Peace Air
- Old Peace Air logo
| IATA | ICAO | Call sign |
| - | - | - |
- Commenced operations: 1962
- Ceased operations: May 18, 2007
- Fleet size: See Fleet below
- Destinations: See Destinations below
- Headquarters: Peace River, Alberta, Canada
- Key people: Budd Dennis, John MacMillan, Les Gayton, Albert Cooper

= Peace Air =

Peace Air was a Canadian regional airline that flew to destinations within the Canadian province of Alberta and to two destinations in eastern British Columbia. It covered niche markets including scheduled flights to smaller communities, freight and charter flights in northern Alberta. It was based in the town of Peace River, Alberta. On May 18, 2007 Peace Air announced that the airline would cease all operations, and was placed into bankruptcy.

==History==
Peace Air was started in 1962 in the town of Peace River. From 1994 onwards, it was owned by Wendy and Albert Cooper.

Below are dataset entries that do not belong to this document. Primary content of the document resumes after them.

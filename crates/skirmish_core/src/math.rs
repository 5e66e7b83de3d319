//! Integer grid math for deterministic simulation.
//!
//! All map positions are whole cells. Distances are compared squared so no
//! floating-point value ever reaches the simulation, keeping lockstep peers
//! bit-identical.

use std::ops::{Add, Sub};

use serde::{Deserialize, Serialize};

/// A cell coordinate on the map grid.
#[derive(
    Debug, Clone, Copy, PartialEq, Eq, Hash, PartialOrd, Ord, Default, Serialize, Deserialize,
)]
pub struct GridPos {
    /// Column.
    pub x: i32,
    /// Row.
    pub y: i32,
}

impl GridPos {
    /// Origin cell.
    pub const ZERO: Self = Self { x: 0, y: 0 };

    /// Create a new grid position.
    #[must_use]
    pub const fn new(x: i32, y: i32) -> Self {
        Self { x, y }
    }

    /// Squared Euclidean distance (exact, no sqrt).
    #[must_use]
    pub fn distance_squared(self, other: Self) -> i64 {
        let dx = i64::from(self.x) - i64::from(other.x);
        let dy = i64::from(self.y) - i64::from(other.y);
        dx * dx + dy * dy
    }

    /// True if `other` is strictly closer than `radius` cells.
    #[must_use]
    pub fn within(self, other: Self, radius: i32) -> bool {
        let r = i64::from(radius);
        self.distance_squared(other) < r * r
    }

    /// Chebyshev (king-move) distance.
    #[must_use]
    pub fn chebyshev(self, other: Self) -> i32 {
        (self.x - other.x).abs().max((self.y - other.y).abs())
    }

    /// One cell step from `self` toward `target`, diagonal allowed.
    #[must_use]
    pub fn step_toward(self, target: Self) -> Self {
        Self {
            x: self.x + (target.x - self.x).signum(),
            y: self.y + (target.y - self.y).signum(),
        }
    }
}

impl Add for GridPos {
    type Output = Self;

    fn add(self, rhs: Self) -> Self {
        Self::new(self.x + rhs.x, self.y + rhs.y)
    }
}

impl Sub for GridPos {
    type Output = Self;

    fn sub(self, rhs: Self) -> Self {
        Self::new(self.x - rhs.x, self.y - rhs.y)
    }
}

impl std::fmt::Display for GridPos {
    fn fmt(&self, f: &mut std::fmt::Formatter<'_>) -> std::fmt::Result {
        write!(f, "{},{}", self.x, self.y)
    }
}

/// Facing used for build commands.
#[derive(Debug, Clone, Copy, PartialEq, Eq, Hash, Default, Serialize, Deserialize)]
pub enum CardinalDir {
    /// Facing up the map.
    #[default]
    North,
    /// Facing right.
    East,
    /// Facing down the map.
    South,
    /// Facing left.
    West,
}
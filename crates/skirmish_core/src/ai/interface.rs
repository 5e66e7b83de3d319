//! Per-faction AI interface: the lock-guarded facade an AI brain runs behind.
//!
//! # Locking
//!
//! Each interface has one facade lock around its mutable state and brain.
//! Ticks (threaded or inline), queries made through [`AiInterface::with_context`],
//! persistence and worker detach all hold it, so they never interleave.
//! The facade lock is always taken before the world lock, never after.

use std::fs::{File, OpenOptions};
use std::io::{LineWriter, Write as _};
use std::path::PathBuf;
use std::sync::Arc;
use std::thread;
use std::time::Duration;

use parking_lot::{Mutex, MutexGuard, RwLock};
use tracing::{debug, info, warn};

use super::barrier::MasterSlaveController;
use super::brain::AiBrain;
use super::context::AiContext;
use super::harvest_cache::HarvestCache;
use super::persist::{AiInterfaceRecord, HarvestCacheRecord};
use super::signal_gate::TickIndex;
use super::worker::{AiFailure, AiWorker, RunState};
use crate::commander::Commander;
use crate::config::{AiConfig, GameSettings};
use crate::console::Console;
use crate::error::{GameError, Result};
use crate::math::GridPos;
use crate::world::World;

/// Shared game services every AI interface talks to.
#[derive(Clone)]
pub struct GameContext {
    /// Authoritative world.
    pub world: Arc<RwLock<World>>,
    /// Network-aware command arbiter.
    pub commander: Arc<dyn Commander>,
    /// In-game console for redirected log lines.
    pub console: Arc<dyn Console>,
    /// Session settings.
    pub settings: Arc<GameSettings>,
    /// Master/slave barrier, when the session bounds its workers with one.
    pub controller: Option<Arc<MasterSlaveController>>,
}

/// Mutable per-faction state guarded by the facade lock.
pub(crate) struct AiState {
    pub(crate) faction_index: usize,
    pub(crate) team_index: usize,
    pub(crate) tick_counter: u64,
    pub(crate) log_level: u8,
    pub(crate) log_redirect: bool,
    pub(crate) log_file: Option<LineWriter<File>>,
    pub(crate) harvest_cache: HarvestCache,
    pub(crate) enemy_warnings: Vec<GridPos>,
}

pub(crate) struct AiSlot {
    pub(crate) state: AiState,
    pub(crate) brain: Box<dyn AiBrain>,
}

/// The part of an interface its worker may reach through a weak handle.
pub(crate) struct AiShared {
    pub(crate) context: GameContext,
    pub(crate) config: AiConfig,
    slot: Mutex<AiSlot>,
}

impl AiShared {
    pub(crate) fn lock_slot(&self) -> MutexGuard<'_, AiSlot> {
        self.slot.lock()
    }

    /// Run one tick. The caller holds the facade lock through `slot`.
    pub(crate) fn update(&self, slot: &mut AiSlot) -> Result<()> {
        let AiSlot { state, brain } = slot;
        state.tick_counter += 1;
        let mut ctx = AiContext::new(self, state);
        brain.update(&mut ctx)
    }
}

fn open_log(config: &AiConfig, faction: usize, header: &str) -> Result<LineWriter<File>> {
    let path: PathBuf = config.log_dir.join(format!("ai{faction}.log"));
    let file = OpenOptions::new()
        .create(true)
        .append(true)
        .open(&path)
        .map_err(|source| GameError::CannotOpenLog {
            path: path.clone(),
            source,
        })?;
    let mut log = LineWriter::new(file);
    writeln!(log, "{header}").map_err(|source| GameError::CannotOpenLog { path, source })?;
    Ok(log)
}

/// One faction's AI: its brain, state, log and optional worker thread.
pub struct AiInterface {
    faction: usize,
    shared: Arc<AiShared>,
    worker: Option<AiWorker>,
}

impl AiInterface {
    /// Create the interface for `faction`, initialize the brain and start the
    /// worker when the config asks for one.
    ///
    /// # Errors
    /// - `InvalidState` if the faction does not exist
    /// - `CannotOpenLog` if logging is enabled and the log file can't be opened
    /// - whatever the brain's `init` returns
    pub fn new(
        context: GameContext,
        faction: usize,
        config: AiConfig,
        brain: Box<dyn AiBrain>,
    ) -> Result<Self> {
        let (team, header) = {
            let world = context.world.read();
            let f = world.faction(faction).ok_or_else(|| {
                GameError::InvalidState(format!("No faction {faction} for AI interface"))
            })?;
            let tech = if context.settings.tech.is_empty() {
                world.tech().name.clone()
            } else {
                context.settings.tech.clone()
            };
            (
                f.team,
                format!(
                    "AI log file for Tech [{tech}] Faction [{}] #{faction}",
                    f.name
                ),
            )
        };

        let log_file = if config.log_level > 0 {
            Some(open_log(&config, faction, &header)?)
        } else {
            None
        };

        let state = AiState {
            faction_index: faction,
            team_index: team,
            tick_counter: 0,
            log_level: config.log_level,
            log_redirect: config.log_redirect,
            log_file,
            harvest_cache: HarvestCache::new(),
            enemy_warnings: Vec::new(),
        };

        let use_worker = config.worker_threads;
        let barrier_timeout = Duration::from_millis(config.barrier_timeout_ms);
        let controller = context.controller.clone();
        let shared = Arc::new(AiShared {
            context,
            config,
            slot: Mutex::new(AiSlot { state, brain }),
        });
        {
            let mut slot = shared.lock_slot();
            let AiSlot { state, brain } = &mut *slot;
            brain.init(&mut AiContext::new(&shared, state))?;
        }

        let worker = if use_worker {
            let mut worker = AiWorker::new(&shared, faction, controller, barrier_timeout);
            worker.start()?;
            Some(worker)
        } else {
            None
        };

        info!(faction, team, threaded = use_worker, "AI interface created");
        Ok(Self {
            faction,
            shared,
            worker,
        })
    }

    /// Faction this interface drives.
    #[must_use]
    pub fn faction_index(&self) -> usize {
        self.faction
    }

    /// Current team of the faction.
    #[must_use]
    pub fn team_index(&self) -> usize {
        self.shared.lock_slot().state.team_index
    }

    /// Ticks run so far.
    #[must_use]
    pub fn tick_counter(&self) -> u64 {
        self.shared.lock_slot().state.tick_counter
    }

    /// Log verbosity.
    #[must_use]
    pub fn log_level(&self) -> u8 {
        self.shared.lock_slot().state.log_level
    }

    /// Whether log lines are mirrored to the console.
    #[must_use]
    pub fn log_redirect(&self) -> bool {
        self.shared.lock_slot().state.log_redirect
    }

    /// Copy of the harvest cache.
    #[must_use]
    pub fn harvest_cache(&self) -> HarvestCache {
        self.shared.lock_slot().state.harvest_cache.clone()
    }

    /// Positions where large enemy groups were seen.
    #[must_use]
    pub fn enemy_warning_positions(&self) -> Vec<GridPos> {
        self.shared.lock_slot().state.enemy_warnings.clone()
    }

    /// Whether ticks run on a worker thread.
    #[must_use]
    pub fn has_worker(&self) -> bool {
        self.worker.is_some()
    }

    /// Worker lifecycle state, if threaded.
    #[must_use]
    pub fn worker_state(&self) -> Option<RunState> {
        self.worker.as_ref().map(AiWorker::run_state)
    }

    /// The worker, if threaded.
    #[must_use]
    pub fn worker(&self) -> Option<&AiWorker> {
        self.worker.as_ref()
    }

    /// Fatal failure reported by the worker, if any.
    #[must_use]
    pub fn failure(&self) -> Option<AiFailure> {
        self.worker.as_ref().and_then(AiWorker::failure)
    }

    /// Start tick `tick`: signal the worker, or run the tick inline.
    ///
    /// # Errors
    /// Inline ticks return the brain's error.
    pub fn advance_tick(&self, tick: TickIndex) -> Result<()> {
        match &self.worker {
            Some(worker) => {
                worker.signal(tick);
                Ok(())
            }
            None => self.update(),
        }
    }

    /// Whether `tick` is done. Always true without a worker.
    #[must_use]
    pub fn is_tick_complete(&self, tick: TickIndex) -> bool {
        self.worker
            .as_ref()
            .map_or(true, |w| w.is_signal_completed(tick))
    }

    /// Run one tick on the calling thread, under the facade lock.
    ///
    /// # Errors
    /// Returns the brain's error.
    pub fn update(&self) -> Result<()> {
        let mut slot = self.shared.lock_slot();
        self.shared.update(&mut slot)
    }

    /// Run `f` against the AI context with the facade lock held.
    pub fn with_context<R>(&self, f: impl FnOnce(&mut AiContext<'_>) -> R) -> R {
        let mut slot = self.shared.lock_slot();
        let mut ctx = AiContext::new(&self.shared, &mut slot.state);
        f(&mut ctx)
    }

    /// Write a line to this faction's AI log.
    pub fn print_log(&self, level: u8, message: &str) {
        self.with_context(|ctx| ctx.print_log(level, message));
    }

    /// Snapshot of the persistent interface state.
    #[must_use]
    pub fn persist(&self) -> AiInterfaceRecord {
        let slot = self.shared.lock_slot();
        let state = &slot.state;
        let world = self.shared.context.world.read();
        let harvest_cache = state
            .harvest_cache
            .entries()
            .filter_map(|(resource, unit)| {
                world
                    .tech()
                    .resource_type(resource)
                    .map(|rt| HarvestCacheRecord {
                        resource: rt.name.clone(),
                        unit,
                    })
            })
            .collect();
        AiInterfaceRecord {
            tick_counter: state.tick_counter,
            faction_index: state.faction_index,
            team_index: state.team_index,
            log_redirect: state.log_redirect,
            log_level: state.log_level,
            harvest_cache,
            brain_state: slot.brain.save_state(),
        }
    }

    /// Restore state from the record saved for `faction`.
    ///
    /// Returns `Ok(false)` and leaves the interface untouched when `faction`
    /// is not the faction this interface drives or no record matches it.
    ///
    /// # Errors
    /// Returns the brain's error when its saved state can't be loaded.
    pub fn restore(&self, records: &[AiInterfaceRecord], faction: usize) -> Result<bool> {
        if faction != self.faction {
            return Ok(false);
        }
        let Some(record) = records.iter().find(|r| r.faction_index == faction) else {
            return Ok(false);
        };

        let mut slot = self.shared.lock_slot();
        if let Some(brain_state) = &record.brain_state {
            slot.brain.load_state(brain_state)?;
        }

        let state = &mut slot.state;
        state.tick_counter = record.tick_counter;
        state.team_index = record.team_index;
        state.log_redirect = record.log_redirect;
        state.log_level = record.log_level;
        state.harvest_cache.clear();
        let world = self.shared.context.world.read();
        for entry in &record.harvest_cache {
            match world.tech().resource_type_by_name(&entry.resource) {
                Some(rt) => state.harvest_cache.remember(rt.id, entry.unit),
                None => warn!(
                    faction,
                    resource = %entry.resource,
                    "Dropping harvest cache entry for unknown resource"
                ),
            }
        }
        debug!(faction, tick = record.tick_counter, "AI interface restored");
        Ok(true)
    }

    /// Stop the worker, waiting a bounded time for it to exit.
    ///
    /// Returns false if the worker was still busy and had to be detached.
    pub fn shutdown(&mut self) -> bool {
        let Some(mut worker) = self.worker.take() else {
            return true;
        };
        worker.request_shutdown();
        thread::yield_now();

        // Forcing marks a busy worker for detach; the join below stays
        // bounded either way.
        let idle = worker.can_shutdown_now(true);
        let timeout = Duration::from_millis(self.shared.config.shutdown_timeout_ms);
        let exited = worker.shutdown_and_wait(timeout);
        if exited {
            debug!(faction = self.faction, idle, "AI worker joined");
        } else {
            warn!(
                faction = self.faction,
                "AI worker did not exit in time, detaching"
            );
        }
        exited
    }
}

impl Drop for AiInterface {
    fn drop(&mut self) {
        self.shutdown();
    }
}

#[cfg(test)]
mod tests {
    use super::*;
    use crate::ai::brain::IdleBrain;
    use crate::commander::LockstepCommander;
    use crate::console::MessageConsole;
    use crate::factions::ControlType;
    use crate::map::Map;
    use crate::tech::TechTree;

    fn context() -> GameContext {
        let tech = TechTree {
            name: "empty".into(),
            resource_types: Vec::new(),
            unit_types: Vec::new(),
        };
        let mut world = World::new(tech, Map::new(8, 8));
        let start = world.map_mut().add_start_location(GridPos::new(1, 1));
        world.add_faction(3, "lonely", ControlType::Cpu, start);

        let world = Arc::new(RwLock::new(world));
        let settings = Arc::new(GameSettings::default());
        GameContext {
            commander: Arc::new(LockstepCommander::new(
                Arc::clone(&world),
                Arc::clone(&settings),
            )),
            console: Arc::new(MessageConsole::default()),
            world,
            settings,
            controller: None,
        }
    }

    #[test]
    fn test_second_start_is_already_running() {
        let mut ai =
            AiInterface::new(context(), 0, AiConfig::default(), Box::new(IdleBrain)).unwrap();
        assert_eq!(ai.team_index(), 3);
        let worker = ai.worker.as_mut().unwrap();
        assert!(matches!(worker.start(), Err(GameError::AlreadyRunning(0))));
        assert_eq!(worker.run_state(), RunState::Running);
        assert!(ai.shutdown());
    }

    #[test]
    fn test_inline_interface_runs_ticks_on_caller() {
        let config = AiConfig::default().with_worker_threads(false);
        let ai = AiInterface::new(context(), 0, config, Box::new(IdleBrain)).unwrap();
        assert!(!ai.has_worker());
        ai.advance_tick(1).unwrap();
        ai.advance_tick(2).unwrap();
        assert_eq!(ai.tick_counter(), 2);
        assert!(ai.is_tick_complete(2));
        assert_eq!(ai.worker_state(), None);
    }
}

The company was established in 1962 as Peace River Air Services by an optometrist (Mr. Smale) and a jeweller (Budd Dennis). At that time all the charter flights operated after 1700 hours, when the optometrist and jeweller closed their businesses for the work day. John MacMillan took over Mr. Smale's share of Peace Air after he was killed in an automobile accident involving a gravel truck. In 1991 Les Gayton, aircraft mechanic, became the primary owner of Peace Air until his death from a heart attack in June 1991. Mr. Gayton's widow, Winnie Gayton, ran the company until she sold all rights to Mr. and Mrs. Albert Cooper.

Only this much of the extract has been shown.